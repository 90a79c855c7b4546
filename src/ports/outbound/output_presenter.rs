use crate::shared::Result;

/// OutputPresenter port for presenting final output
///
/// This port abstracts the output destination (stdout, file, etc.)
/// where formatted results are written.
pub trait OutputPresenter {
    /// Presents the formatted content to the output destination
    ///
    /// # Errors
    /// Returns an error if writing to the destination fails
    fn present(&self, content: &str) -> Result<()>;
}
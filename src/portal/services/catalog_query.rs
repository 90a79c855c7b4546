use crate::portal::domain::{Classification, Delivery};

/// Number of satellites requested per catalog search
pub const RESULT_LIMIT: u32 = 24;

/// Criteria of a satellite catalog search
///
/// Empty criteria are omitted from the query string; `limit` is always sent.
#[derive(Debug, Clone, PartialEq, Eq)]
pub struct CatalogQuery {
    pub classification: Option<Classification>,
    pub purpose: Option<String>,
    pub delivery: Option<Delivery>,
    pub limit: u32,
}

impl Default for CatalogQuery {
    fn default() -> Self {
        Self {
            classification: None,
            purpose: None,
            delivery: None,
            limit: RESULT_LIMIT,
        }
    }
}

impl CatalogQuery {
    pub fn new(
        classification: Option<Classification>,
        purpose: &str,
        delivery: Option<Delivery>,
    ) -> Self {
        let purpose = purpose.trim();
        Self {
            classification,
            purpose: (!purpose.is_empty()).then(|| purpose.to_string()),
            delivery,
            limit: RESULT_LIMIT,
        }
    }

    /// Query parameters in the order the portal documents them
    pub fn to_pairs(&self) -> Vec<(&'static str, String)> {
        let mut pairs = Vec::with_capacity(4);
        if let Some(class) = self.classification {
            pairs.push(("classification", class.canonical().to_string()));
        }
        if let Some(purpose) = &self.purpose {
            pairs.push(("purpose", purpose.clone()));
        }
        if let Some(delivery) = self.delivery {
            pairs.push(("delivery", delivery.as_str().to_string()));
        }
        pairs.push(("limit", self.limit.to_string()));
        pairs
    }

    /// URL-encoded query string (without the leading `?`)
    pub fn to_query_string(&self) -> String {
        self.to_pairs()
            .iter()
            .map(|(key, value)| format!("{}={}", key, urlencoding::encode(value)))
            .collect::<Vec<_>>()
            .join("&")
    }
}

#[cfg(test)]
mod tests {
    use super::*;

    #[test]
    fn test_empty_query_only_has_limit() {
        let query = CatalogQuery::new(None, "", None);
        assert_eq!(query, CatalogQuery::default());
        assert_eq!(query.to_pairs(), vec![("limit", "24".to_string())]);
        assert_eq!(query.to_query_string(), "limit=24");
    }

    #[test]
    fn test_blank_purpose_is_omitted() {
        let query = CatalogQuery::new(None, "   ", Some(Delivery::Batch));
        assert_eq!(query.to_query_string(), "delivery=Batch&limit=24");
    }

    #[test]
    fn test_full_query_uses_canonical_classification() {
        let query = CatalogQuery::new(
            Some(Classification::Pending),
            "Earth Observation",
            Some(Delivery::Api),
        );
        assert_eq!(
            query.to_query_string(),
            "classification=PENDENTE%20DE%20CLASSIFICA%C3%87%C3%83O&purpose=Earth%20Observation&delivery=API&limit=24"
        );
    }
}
◆ ◆ ◆
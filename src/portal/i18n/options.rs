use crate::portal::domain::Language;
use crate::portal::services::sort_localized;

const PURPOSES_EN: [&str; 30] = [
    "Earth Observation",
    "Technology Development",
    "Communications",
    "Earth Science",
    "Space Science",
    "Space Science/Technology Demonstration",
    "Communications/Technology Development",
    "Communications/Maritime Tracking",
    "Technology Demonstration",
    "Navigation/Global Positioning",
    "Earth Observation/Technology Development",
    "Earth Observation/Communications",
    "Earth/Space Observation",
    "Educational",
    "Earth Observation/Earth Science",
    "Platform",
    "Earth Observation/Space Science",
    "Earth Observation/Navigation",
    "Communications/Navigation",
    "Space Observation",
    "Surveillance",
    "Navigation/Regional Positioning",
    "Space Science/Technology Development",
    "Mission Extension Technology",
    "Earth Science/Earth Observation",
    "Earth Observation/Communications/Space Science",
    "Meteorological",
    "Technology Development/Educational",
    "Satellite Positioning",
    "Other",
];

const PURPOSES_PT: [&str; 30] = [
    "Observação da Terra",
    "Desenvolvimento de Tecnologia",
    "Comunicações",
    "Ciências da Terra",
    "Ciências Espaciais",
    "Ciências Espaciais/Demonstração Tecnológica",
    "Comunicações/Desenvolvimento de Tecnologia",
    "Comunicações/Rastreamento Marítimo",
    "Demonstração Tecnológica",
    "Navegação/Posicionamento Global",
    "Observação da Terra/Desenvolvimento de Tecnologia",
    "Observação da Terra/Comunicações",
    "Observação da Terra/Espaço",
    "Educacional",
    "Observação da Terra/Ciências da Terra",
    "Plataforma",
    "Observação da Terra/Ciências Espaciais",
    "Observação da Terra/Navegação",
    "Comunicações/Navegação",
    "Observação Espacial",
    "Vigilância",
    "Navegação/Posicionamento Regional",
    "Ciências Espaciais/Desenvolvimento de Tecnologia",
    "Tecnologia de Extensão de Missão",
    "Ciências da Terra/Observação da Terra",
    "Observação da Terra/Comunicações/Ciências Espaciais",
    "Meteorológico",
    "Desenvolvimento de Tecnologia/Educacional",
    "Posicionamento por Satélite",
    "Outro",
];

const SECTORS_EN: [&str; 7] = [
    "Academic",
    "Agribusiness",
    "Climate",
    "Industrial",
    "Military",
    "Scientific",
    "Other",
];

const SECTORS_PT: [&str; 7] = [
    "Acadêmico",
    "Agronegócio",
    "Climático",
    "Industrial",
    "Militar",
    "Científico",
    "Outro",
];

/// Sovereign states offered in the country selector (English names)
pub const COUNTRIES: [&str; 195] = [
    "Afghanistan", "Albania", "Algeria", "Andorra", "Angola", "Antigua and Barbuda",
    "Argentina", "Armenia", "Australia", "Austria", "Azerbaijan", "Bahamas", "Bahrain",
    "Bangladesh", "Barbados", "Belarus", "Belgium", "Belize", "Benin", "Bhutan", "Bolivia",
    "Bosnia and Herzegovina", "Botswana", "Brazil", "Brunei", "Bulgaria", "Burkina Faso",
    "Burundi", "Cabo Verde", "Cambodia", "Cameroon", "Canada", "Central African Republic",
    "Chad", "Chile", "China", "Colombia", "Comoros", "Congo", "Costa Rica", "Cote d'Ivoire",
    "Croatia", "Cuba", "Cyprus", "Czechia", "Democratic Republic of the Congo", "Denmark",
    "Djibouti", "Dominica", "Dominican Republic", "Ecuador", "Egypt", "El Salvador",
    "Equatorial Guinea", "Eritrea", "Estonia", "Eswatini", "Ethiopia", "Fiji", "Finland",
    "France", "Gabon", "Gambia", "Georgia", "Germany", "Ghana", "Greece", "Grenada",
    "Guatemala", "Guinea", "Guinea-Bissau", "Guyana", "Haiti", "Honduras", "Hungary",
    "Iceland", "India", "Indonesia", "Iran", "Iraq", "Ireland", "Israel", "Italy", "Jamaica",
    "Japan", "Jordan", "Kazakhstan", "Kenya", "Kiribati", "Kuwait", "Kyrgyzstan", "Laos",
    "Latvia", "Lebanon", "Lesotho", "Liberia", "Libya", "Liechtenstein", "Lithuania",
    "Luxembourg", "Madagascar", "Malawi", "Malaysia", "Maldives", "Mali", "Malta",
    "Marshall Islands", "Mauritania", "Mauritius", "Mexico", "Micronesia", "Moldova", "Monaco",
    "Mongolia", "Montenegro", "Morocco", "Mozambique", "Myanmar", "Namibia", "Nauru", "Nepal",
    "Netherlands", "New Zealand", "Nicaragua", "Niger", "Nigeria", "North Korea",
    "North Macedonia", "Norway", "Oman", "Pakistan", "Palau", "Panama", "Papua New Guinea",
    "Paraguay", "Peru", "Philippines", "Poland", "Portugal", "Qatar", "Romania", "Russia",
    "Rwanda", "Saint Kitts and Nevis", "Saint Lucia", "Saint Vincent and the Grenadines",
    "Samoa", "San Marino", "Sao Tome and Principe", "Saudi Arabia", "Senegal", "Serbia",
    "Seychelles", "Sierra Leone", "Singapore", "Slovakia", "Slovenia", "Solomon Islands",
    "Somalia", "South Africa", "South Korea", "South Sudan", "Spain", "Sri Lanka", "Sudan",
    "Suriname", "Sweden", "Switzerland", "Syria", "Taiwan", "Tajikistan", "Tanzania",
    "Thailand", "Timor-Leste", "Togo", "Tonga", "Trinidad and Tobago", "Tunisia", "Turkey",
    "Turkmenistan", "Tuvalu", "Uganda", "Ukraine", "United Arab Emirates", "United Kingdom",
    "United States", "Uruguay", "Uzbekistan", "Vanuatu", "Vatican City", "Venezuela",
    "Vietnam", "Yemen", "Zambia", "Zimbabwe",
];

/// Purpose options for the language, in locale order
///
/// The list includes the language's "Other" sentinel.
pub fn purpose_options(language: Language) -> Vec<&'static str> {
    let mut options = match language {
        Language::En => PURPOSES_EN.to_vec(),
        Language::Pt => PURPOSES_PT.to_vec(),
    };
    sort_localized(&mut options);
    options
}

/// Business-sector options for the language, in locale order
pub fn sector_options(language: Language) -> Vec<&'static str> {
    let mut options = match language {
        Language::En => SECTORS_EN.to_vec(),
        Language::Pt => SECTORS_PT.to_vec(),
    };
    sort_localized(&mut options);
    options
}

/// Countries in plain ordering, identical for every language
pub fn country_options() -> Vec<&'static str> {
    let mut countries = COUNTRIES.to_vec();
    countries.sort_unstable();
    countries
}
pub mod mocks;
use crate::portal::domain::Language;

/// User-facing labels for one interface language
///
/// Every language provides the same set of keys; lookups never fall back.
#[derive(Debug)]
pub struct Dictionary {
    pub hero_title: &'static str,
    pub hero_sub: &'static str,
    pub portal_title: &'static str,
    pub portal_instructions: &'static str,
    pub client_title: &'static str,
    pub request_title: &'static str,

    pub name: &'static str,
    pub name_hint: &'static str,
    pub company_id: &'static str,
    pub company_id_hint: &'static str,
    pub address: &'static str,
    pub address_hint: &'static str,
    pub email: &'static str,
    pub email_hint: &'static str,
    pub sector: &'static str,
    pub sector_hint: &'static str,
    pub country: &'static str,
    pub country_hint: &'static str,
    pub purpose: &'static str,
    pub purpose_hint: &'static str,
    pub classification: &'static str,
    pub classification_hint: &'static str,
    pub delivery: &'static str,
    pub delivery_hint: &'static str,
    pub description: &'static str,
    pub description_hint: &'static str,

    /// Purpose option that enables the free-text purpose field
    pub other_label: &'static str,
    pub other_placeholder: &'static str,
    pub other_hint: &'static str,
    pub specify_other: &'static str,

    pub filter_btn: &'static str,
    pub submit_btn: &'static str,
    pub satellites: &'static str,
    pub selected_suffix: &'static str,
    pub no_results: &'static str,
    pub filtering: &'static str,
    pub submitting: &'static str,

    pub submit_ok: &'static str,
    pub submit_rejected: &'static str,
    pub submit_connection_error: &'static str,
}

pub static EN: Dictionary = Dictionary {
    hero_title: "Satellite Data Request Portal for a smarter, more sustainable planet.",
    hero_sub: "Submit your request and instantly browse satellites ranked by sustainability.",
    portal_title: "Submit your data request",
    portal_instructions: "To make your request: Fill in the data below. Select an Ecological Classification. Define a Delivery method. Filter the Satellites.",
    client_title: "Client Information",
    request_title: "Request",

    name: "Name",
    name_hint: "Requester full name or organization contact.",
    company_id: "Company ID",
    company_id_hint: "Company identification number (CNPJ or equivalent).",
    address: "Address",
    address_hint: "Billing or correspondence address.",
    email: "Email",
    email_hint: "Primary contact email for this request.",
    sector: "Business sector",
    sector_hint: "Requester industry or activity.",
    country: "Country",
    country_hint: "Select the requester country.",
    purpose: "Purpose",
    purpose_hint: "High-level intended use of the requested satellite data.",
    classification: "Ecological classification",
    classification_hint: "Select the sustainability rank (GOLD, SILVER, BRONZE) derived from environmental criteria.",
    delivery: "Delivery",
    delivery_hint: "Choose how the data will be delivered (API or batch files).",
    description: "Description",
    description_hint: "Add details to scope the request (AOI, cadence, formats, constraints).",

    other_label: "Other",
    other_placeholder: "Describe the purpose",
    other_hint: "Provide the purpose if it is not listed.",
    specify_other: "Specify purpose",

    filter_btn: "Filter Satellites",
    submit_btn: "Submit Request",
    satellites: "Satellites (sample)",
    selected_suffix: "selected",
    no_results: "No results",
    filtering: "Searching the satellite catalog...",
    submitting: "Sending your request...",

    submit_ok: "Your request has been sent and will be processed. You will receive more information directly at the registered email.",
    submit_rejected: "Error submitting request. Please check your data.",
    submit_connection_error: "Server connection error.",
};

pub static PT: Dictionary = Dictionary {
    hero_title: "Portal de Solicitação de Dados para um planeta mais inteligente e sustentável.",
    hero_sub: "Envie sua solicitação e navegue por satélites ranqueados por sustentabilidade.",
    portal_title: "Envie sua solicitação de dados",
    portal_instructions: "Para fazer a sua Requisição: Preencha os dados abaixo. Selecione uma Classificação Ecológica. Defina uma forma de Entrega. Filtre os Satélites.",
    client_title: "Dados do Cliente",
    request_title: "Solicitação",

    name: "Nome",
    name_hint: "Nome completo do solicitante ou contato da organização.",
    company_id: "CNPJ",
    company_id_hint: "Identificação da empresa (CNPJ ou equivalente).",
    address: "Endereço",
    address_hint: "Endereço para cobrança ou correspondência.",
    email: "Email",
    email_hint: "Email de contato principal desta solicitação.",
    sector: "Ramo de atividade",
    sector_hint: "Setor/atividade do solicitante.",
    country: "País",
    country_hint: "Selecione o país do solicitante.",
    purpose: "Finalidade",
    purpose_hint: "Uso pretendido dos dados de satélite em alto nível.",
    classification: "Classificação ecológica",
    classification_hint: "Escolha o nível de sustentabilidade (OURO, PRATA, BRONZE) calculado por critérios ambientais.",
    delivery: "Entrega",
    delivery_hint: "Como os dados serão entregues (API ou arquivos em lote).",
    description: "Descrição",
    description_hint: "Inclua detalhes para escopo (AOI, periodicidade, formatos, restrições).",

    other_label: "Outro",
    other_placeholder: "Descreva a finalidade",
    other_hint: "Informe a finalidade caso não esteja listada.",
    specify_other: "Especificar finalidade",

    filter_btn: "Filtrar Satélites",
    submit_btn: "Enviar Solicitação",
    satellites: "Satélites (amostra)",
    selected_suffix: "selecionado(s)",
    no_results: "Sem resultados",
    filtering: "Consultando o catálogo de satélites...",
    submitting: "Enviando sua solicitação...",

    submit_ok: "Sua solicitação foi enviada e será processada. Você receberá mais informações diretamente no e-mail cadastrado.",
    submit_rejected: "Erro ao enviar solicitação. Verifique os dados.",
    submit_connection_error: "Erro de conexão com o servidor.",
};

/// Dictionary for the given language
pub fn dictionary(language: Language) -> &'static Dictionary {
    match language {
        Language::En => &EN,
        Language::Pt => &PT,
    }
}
◆ ◆ ◆
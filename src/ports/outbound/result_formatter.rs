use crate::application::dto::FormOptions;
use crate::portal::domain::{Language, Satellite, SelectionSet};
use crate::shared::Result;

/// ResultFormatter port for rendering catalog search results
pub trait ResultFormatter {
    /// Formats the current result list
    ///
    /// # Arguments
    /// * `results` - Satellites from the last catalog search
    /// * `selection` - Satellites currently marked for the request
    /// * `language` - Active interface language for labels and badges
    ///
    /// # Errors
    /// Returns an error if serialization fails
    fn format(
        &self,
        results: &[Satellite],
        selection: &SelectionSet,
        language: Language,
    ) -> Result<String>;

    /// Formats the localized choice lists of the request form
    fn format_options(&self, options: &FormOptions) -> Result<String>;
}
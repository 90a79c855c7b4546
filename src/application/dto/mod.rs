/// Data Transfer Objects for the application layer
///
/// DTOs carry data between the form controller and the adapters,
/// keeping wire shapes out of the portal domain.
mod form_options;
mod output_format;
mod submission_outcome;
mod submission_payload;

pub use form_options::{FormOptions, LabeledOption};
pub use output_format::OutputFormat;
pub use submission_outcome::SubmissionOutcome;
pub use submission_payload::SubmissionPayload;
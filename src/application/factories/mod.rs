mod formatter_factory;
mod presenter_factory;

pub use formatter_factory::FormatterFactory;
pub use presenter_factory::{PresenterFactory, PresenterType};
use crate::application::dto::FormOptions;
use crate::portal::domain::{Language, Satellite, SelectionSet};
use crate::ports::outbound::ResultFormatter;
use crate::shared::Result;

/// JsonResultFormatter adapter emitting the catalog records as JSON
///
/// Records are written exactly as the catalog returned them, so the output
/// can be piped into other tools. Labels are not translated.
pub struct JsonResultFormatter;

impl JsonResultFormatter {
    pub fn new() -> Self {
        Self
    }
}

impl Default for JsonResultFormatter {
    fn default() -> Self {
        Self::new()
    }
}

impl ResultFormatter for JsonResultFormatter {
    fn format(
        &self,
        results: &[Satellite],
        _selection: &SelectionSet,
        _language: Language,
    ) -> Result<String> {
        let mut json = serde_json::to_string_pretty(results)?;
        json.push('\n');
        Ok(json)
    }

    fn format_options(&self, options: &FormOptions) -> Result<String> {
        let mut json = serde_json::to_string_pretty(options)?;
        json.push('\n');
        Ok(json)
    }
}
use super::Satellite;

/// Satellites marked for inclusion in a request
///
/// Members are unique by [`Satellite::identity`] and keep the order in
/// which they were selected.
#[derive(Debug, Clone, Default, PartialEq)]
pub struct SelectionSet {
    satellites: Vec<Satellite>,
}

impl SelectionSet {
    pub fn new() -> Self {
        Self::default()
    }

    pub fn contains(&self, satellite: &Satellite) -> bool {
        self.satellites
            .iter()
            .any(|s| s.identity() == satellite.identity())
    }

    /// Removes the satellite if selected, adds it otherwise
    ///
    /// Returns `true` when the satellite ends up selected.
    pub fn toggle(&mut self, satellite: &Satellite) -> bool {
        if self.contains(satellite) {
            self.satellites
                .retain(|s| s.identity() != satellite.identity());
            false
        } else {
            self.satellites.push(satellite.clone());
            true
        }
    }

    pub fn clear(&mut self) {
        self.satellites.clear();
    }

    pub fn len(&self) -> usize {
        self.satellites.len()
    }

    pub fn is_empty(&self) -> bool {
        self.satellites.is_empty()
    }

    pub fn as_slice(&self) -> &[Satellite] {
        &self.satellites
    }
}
◆ ◆ ◆
### [Work required]
Return every line of the entries above that the string "more" appears in.

### [Your solution]
    hero_title: "Satellite Data Request Portal for a smarter, more sustainable planet.",
    submit_ok: "Your request has been sent and will be processed. You will receive more information directly at the registered email.",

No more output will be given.